- Instructions for the task
A verbatim reproduction of the lines below, from the line containing "use http::HeaderMap;" through the line containing "appended after these.", both ends included, is the whole required output.

- Saved data entries
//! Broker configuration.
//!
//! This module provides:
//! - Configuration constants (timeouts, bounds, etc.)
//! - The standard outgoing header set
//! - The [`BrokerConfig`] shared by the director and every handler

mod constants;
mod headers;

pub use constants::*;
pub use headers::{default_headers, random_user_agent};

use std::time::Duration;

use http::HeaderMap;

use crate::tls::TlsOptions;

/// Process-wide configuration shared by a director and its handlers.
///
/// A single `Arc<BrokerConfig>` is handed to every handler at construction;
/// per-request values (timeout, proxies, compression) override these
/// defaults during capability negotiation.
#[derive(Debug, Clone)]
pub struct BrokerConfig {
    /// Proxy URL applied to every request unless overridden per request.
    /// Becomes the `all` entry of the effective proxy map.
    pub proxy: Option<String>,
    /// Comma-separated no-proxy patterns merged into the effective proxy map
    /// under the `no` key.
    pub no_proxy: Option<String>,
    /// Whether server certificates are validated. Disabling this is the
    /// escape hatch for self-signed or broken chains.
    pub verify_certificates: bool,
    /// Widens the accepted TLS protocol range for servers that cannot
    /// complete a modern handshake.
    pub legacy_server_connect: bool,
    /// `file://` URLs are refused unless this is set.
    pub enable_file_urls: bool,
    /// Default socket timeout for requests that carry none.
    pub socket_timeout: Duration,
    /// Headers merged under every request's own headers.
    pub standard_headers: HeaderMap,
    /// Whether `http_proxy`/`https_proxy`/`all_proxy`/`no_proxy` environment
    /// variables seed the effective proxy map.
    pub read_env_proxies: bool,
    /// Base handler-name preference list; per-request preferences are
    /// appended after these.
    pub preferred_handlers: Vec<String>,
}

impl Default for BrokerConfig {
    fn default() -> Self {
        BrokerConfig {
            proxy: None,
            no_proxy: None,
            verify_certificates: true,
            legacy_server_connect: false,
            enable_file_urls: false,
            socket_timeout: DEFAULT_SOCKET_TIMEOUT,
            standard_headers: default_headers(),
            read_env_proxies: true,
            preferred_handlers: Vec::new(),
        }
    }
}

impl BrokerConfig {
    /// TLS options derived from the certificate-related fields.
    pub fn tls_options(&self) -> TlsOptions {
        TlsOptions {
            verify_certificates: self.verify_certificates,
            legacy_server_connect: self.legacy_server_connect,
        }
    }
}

* * *

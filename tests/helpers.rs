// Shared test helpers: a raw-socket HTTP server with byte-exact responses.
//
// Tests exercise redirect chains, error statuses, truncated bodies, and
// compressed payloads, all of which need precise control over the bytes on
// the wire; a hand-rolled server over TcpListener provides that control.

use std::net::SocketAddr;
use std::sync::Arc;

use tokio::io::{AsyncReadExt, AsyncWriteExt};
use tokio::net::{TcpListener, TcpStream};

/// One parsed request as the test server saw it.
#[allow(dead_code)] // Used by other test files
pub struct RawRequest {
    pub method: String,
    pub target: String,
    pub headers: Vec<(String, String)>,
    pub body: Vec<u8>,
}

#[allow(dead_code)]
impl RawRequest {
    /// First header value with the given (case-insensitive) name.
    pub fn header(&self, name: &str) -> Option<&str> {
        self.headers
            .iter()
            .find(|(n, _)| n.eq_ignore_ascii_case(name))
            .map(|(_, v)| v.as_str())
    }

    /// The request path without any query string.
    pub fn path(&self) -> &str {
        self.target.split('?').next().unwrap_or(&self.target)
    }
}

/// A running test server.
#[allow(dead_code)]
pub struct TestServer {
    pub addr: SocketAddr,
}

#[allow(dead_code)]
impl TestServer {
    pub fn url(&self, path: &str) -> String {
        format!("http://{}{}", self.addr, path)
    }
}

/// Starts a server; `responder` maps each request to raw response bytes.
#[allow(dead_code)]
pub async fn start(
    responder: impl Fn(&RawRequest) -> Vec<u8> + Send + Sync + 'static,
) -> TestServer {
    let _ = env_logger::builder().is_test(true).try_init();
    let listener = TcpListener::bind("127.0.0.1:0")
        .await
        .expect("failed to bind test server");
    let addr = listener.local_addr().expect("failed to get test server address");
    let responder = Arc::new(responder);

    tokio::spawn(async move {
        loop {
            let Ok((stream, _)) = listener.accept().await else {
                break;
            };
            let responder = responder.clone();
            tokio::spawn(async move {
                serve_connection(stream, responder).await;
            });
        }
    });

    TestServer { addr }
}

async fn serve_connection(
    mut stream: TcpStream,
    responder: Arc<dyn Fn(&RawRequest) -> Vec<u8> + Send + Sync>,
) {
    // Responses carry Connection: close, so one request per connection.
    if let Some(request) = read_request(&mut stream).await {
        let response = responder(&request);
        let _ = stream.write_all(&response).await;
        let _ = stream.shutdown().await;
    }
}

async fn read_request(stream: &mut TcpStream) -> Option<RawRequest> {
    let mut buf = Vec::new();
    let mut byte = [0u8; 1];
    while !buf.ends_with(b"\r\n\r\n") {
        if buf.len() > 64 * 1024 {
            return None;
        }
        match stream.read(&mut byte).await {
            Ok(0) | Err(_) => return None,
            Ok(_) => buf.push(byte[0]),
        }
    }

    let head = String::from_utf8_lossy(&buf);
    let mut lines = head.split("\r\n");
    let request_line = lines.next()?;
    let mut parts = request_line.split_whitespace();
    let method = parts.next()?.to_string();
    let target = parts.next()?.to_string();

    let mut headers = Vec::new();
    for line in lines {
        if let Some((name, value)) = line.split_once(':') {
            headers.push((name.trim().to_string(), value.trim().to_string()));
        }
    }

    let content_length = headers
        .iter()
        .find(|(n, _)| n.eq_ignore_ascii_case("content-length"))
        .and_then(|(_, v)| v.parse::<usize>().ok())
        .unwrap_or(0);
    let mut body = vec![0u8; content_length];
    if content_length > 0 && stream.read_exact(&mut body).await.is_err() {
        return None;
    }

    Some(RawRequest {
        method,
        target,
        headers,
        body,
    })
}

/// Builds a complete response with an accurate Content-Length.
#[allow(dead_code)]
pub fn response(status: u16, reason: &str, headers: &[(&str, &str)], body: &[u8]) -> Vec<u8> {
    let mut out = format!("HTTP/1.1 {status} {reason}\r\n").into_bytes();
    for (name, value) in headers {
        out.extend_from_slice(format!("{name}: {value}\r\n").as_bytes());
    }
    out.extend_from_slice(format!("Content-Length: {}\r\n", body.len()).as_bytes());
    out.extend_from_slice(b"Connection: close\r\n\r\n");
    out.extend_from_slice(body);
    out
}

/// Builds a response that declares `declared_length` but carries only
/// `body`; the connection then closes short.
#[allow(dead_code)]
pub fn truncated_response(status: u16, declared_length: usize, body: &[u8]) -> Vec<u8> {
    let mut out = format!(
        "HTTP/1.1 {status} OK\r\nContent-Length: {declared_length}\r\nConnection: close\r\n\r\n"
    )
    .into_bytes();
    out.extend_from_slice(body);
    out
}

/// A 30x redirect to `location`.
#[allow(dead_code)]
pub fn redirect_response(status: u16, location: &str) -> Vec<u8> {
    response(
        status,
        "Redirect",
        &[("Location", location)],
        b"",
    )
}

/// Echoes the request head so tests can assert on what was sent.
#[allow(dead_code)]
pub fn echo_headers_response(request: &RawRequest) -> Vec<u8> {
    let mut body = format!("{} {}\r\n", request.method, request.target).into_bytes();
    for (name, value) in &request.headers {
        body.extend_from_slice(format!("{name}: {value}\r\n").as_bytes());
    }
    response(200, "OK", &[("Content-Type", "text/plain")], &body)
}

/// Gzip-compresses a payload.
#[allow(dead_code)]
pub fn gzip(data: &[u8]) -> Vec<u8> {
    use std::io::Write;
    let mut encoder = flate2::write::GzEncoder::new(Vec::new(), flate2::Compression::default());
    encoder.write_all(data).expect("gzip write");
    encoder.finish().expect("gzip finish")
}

- Exercise solution
use http::HeaderMap;

use crate::tls::TlsOptions;

/// Process-wide configuration shared by a director and its handlers.
///
/// A single `Arc<BrokerConfig>` is handed to every handler at construction;
/// per-request values (timeout, proxies, compression) override these
/// defaults during capability negotiation.
#[derive(Debug, Clone)]
pub struct BrokerConfig {
    /// Proxy URL applied to every request unless overridden per request.
    /// Becomes the `all` entry of the effective proxy map.
    pub proxy: Option<String>,
    /// Comma-separated no-proxy patterns merged into the effective proxy map
    /// under the `no` key.
    pub no_proxy: Option<String>,
    /// Whether server certificates are validated. Disabling this is the
    /// escape hatch for self-signed or broken chains.
    pub verify_certificates: bool,
    /// Widens the accepted TLS protocol range for servers that cannot
    /// complete a modern handshake.
    pub legacy_server_connect: bool,
    /// `file://` URLs are refused unless this is set.
    pub enable_file_urls: bool,
    /// Default socket timeout for requests that carry none.
    pub socket_timeout: Duration,
    /// Headers merged under every request's own headers.
    pub standard_headers: HeaderMap,
    /// Whether `http_proxy`/`https_proxy`/`all_proxy`/`no_proxy` environment
    /// variables seed the effective proxy map.
    pub read_env_proxies: bool,
    /// Base handler-name preference list; per-request preferences are
    /// appended after these.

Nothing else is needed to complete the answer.